- Task description
Those lines of the records that contain "defaults" are to be located and copied.

=== Section Start ===

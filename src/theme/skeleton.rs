/// Default `settings.conf` written on first run. Every value is commented out so the
/// built-in defaults apply until the user edits the file.
pub(crate) const SETTINGS_SKELETON_CONTENT: &str = "# Casebook settings\n\
#\n\
# Format: key = value. Lines starting with '#' or '//' are comments.\n\
#\n\
# ---------- Data ----------\n\
# Dataset file (JSON array of records). Relative paths resolve against this directory.\n\
# dataset_path = records.json\n\
#\n\
# Key under which favorites are stored (file lists/<key>.json).\n\
# favorites_key = favorites\n\
#\n\
# ---------- Behaviour ----------\n\
# How long transient status messages stay visible, in milliseconds.\n\
# status_duration_ms = 4000\n\
# Duration of the detail panel's open transition, in milliseconds.\n\
# panel_transition_ms = 300\n\
#\n\
# ---------- Appearance ----------\n\
# Category palette, assigned in first-seen category order (padded to 10 with #777777).\n\
# category_colors = #89b4fa, #a6e3a1, #f9e2af, #f38ba8, #cba6f7\n\
# Icons per category (repeat the line for each category).\n\
# category_icon = Assessment => 📊\n\
# default_icon = ✨\n\
# show_keybinds_footer = true\n\
#\n\
# ---------- Keybinds ----------\n\
# The first line for an action replaces its defaults; further lines add chords.\n\
# keybind_quit = Ctrl+C\n\
# keybind_focus_search = Ctrl+F\n\
# keybind_toggle_favorites_view = Ctrl+V\n\
# keybind_toggle_favorite = Ctrl+S\n\
# keybind_close_panel = Esc\n\
# keybind_next_card = Down\n\
# keybind_prev_card = Up\n\
# keybind_activate = Enter\n\
# keybind_cycle_focus = Tab\n";
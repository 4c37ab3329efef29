//! Command-line modes that print or change data and exit.

use std::io::Write;

use casebook::catalog::RecordStore;
use casebook::favorites::FavoritesStore;
use casebook::theme::Settings;
use casebook::view::{self, ViewInputs, ViewModel};

use crate::app::init::{load_settings, open_catalog, open_favorites};
use crate::args::Args;

type Result<T> = std::result::Result<T, Box<dyn std::error::Error + Send + Sync>>;

/// What: Run the requested command-line modes against the configured dataset.
///
/// Inputs:
/// - `args`: Parsed arguments.
/// - `out`: Destination for the printed output.
///
/// Output:
/// - `Ok(())` once every requested mode has printed its output.
///
/// # Errors
/// - The dataset cannot be loaded.
/// - Favorites cannot be cleared.
/// - Writing to `out` fails.
pub fn run_commands(args: &Args, out: &mut impl Write) -> Result<()> {
    let settings = load_settings();
    let store = open_catalog(args.data.as_deref(), &settings)?;
    let mut favorites = open_favorites(&settings, &store);

    if args.clear_favorites {
        let n = favorites.len();
        favorites.clear_all()?;
        tracing::info!(key = favorites.key(), cleared = n, "[Cli] Favorites cleared");
        writeln!(out, "Cleared {n} favorite(s).")?;
    }
    if let Some(term) = &args.search {
        write_matches(&store, &favorites, &settings, term, args.favorites, out)?;
    } else if args.list_categories {
        write_categories(&store, &favorites, &settings, args.favorites, out)?;
    }
    Ok(())
}

/// What: Print the records matching `term`, grouped by category.
///
/// Inputs:
/// - `store`, `favorites`, `settings`: Loaded session data.
/// - `term`: Search text, normalized like the TUI search input.
/// - `favorites_only`: Restrict to favorite records.
/// - `out`: Destination.
///
/// Details:
/// - Uses the same view computation as the TUI, so results match exactly.
/// - Prints the "no results" message when nothing matches.
///
/// # Errors
/// Returns an error when writing to `out` fails.
pub fn write_matches(
    store: &RecordStore,
    favorites: &FavoritesStore,
    settings: &Settings,
    term: &str,
    favorites_only: bool,
    out: &mut impl Write,
) -> Result<()> {
    let inputs = ViewInputs {
        search_text: term.to_string(),
        favorites_only,
    };
    let vm = view::compute(store, favorites, &inputs);
    tracing::info!(term = %vm.search_term, matches = vm.visible_count, "[Cli] Search");
    if let Some(reason) = vm.no_results {
        writeln!(out, "{}", reason.message())?;
        return Ok(());
    }
    write_groups(store, settings, &vm, out)
}

/// Print visible records of every category that has any.
fn write_groups(
    store: &RecordStore,
    settings: &Settings,
    vm: &ViewModel,
    out: &mut impl Write,
) -> Result<()> {
    for cat in vm.categories.iter().filter(|c| c.has_visible_members) {
        writeln!(
            out,
            "{} {} ({})",
            settings.category_icon(&cat.name),
            cat.name,
            cat.visible_count
        )?;
        for &id in &cat.members {
            let (Some(card), Some(rec)) = (vm.card(id), store.get(id)) else {
                continue;
            };
            if card.visible {
                let star = if card.favorite { " ★" } else { "" };
                writeln!(out, "  {id:>4}  {}{star}", rec.title)?;
            }
        }
    }
    Ok(())
}

/// What: Print every category with its record count.
///
/// Inputs:
/// - `favorites_only`: Count favorites only and skip categories without any.
///
/// # Errors
/// Returns an error when writing to `out` fails.
pub fn write_categories(
    store: &RecordStore,
    favorites: &FavoritesStore,
    settings: &Settings,
    favorites_only: bool,
    out: &mut impl Write,
) -> Result<()> {
    let inputs = ViewInputs {
        search_text: String::new(),
        favorites_only,
    };
    let vm = view::compute(store, favorites, &inputs);
    if let Some(reason) = vm.no_results {
        writeln!(out, "{}", reason.message())?;
        return Ok(());
    }
    for cat in vm.categories.iter().filter(|c| c.has_visible_members) {
        writeln!(
            out,
            "{} {}: {}",
            settings.category_icon(&cat.name),
            cat.name,
            cat.visible_count
        )?;
    }
    Ok(())
}

#[cfg(test)]
mod tests {
    use super::*;
    use casebook::catalog::Record;
    use casebook::favorites::MemoryBlobStore;

    fn fixture() -> (RecordStore, FavoritesStore) {
        let rec = |id, title: &str, category: Option<&str>| Record {
            id,
            title: title.into(),
            category: category.map(Into::into),
            description: String::new(),
            example: String::new(),
            related: Vec::new(),
        };
        let store = RecordStore::new(vec![
            rec(1, "Hoist", Some("Scope")),
            rec(2, "Closure", Some("Scope")),
            rec(3, "Promise", Some("Async")),
            rec(4, "Loose end", None),
        ])
        .expect("records");
        let fav = FavoritesStore::load(
            Box::new(MemoryBlobStore::with_entry("favorites", "[3]")),
            "favorites",
            &store,
        );
        (store, fav)
    }

    fn text(buf: Vec<u8>) -> String {
        String::from_utf8(buf).expect("utf8")
    }

    #[test]
    /// What: Search output groups matches under their category with favorite markers.
    ///
    /// Inputs:
    /// - Term "o" matching every record.
    ///
    /// Output:
    /// - Categories in first-seen order, uncategorized last, record 3 starred.
    fn search_prints_grouped_matches() {
        let (store, fav) = fixture();
        let mut buf = Vec::new();
        write_matches(&store, &fav, &Settings::default(), "O", false, &mut buf).expect("write");
        let s = text(buf);
        let scope = s.find("Scope (2)").expect("scope header");
        let asy = s.find("Async (1)").expect("async header");
        let unc = s.find("uncategorized (1)").expect("uncategorized header");
        assert!(scope < asy && asy < unc);
        assert!(s.contains("Promise ★"));
        assert!(!s.contains("Hoist ★"));
    }

    #[test]
    /// What: Empty results print the matching explanation.
    fn search_prints_no_results_message() {
        let (store, fav) = fixture();
        let mut buf = Vec::new();
        write_matches(&store, &fav, &Settings::default(), "zzz", true, &mut buf).expect("write");
        assert_eq!(
            text(buf).trim(),
            casebook::view::NoResultsReason::NoFavoritesMatch.message()
        );
    }

    #[test]
    /// What: Category listing counts all records or only favorites.
    fn categories_list_counts() {
        let (store, fav) = fixture();
        let mut buf = Vec::new();
        write_categories(&store, &fav, &Settings::default(), false, &mut buf).expect("write");
        let s = text(buf);
        assert!(s.contains("Scope: 2"));
        assert!(s.contains("uncategorized: 1"));
        let mut buf = Vec::new();
        write_categories(&store, &fav, &Settings::default(), true, &mut buf).expect("write");
        assert_eq!(text(buf).lines().count(), 1);
    }
}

=== Section End ===

- Response
/// built-in defaults apply until the user edits the file.
# The first line for an action replaces its defaults; further lines add chords.\n\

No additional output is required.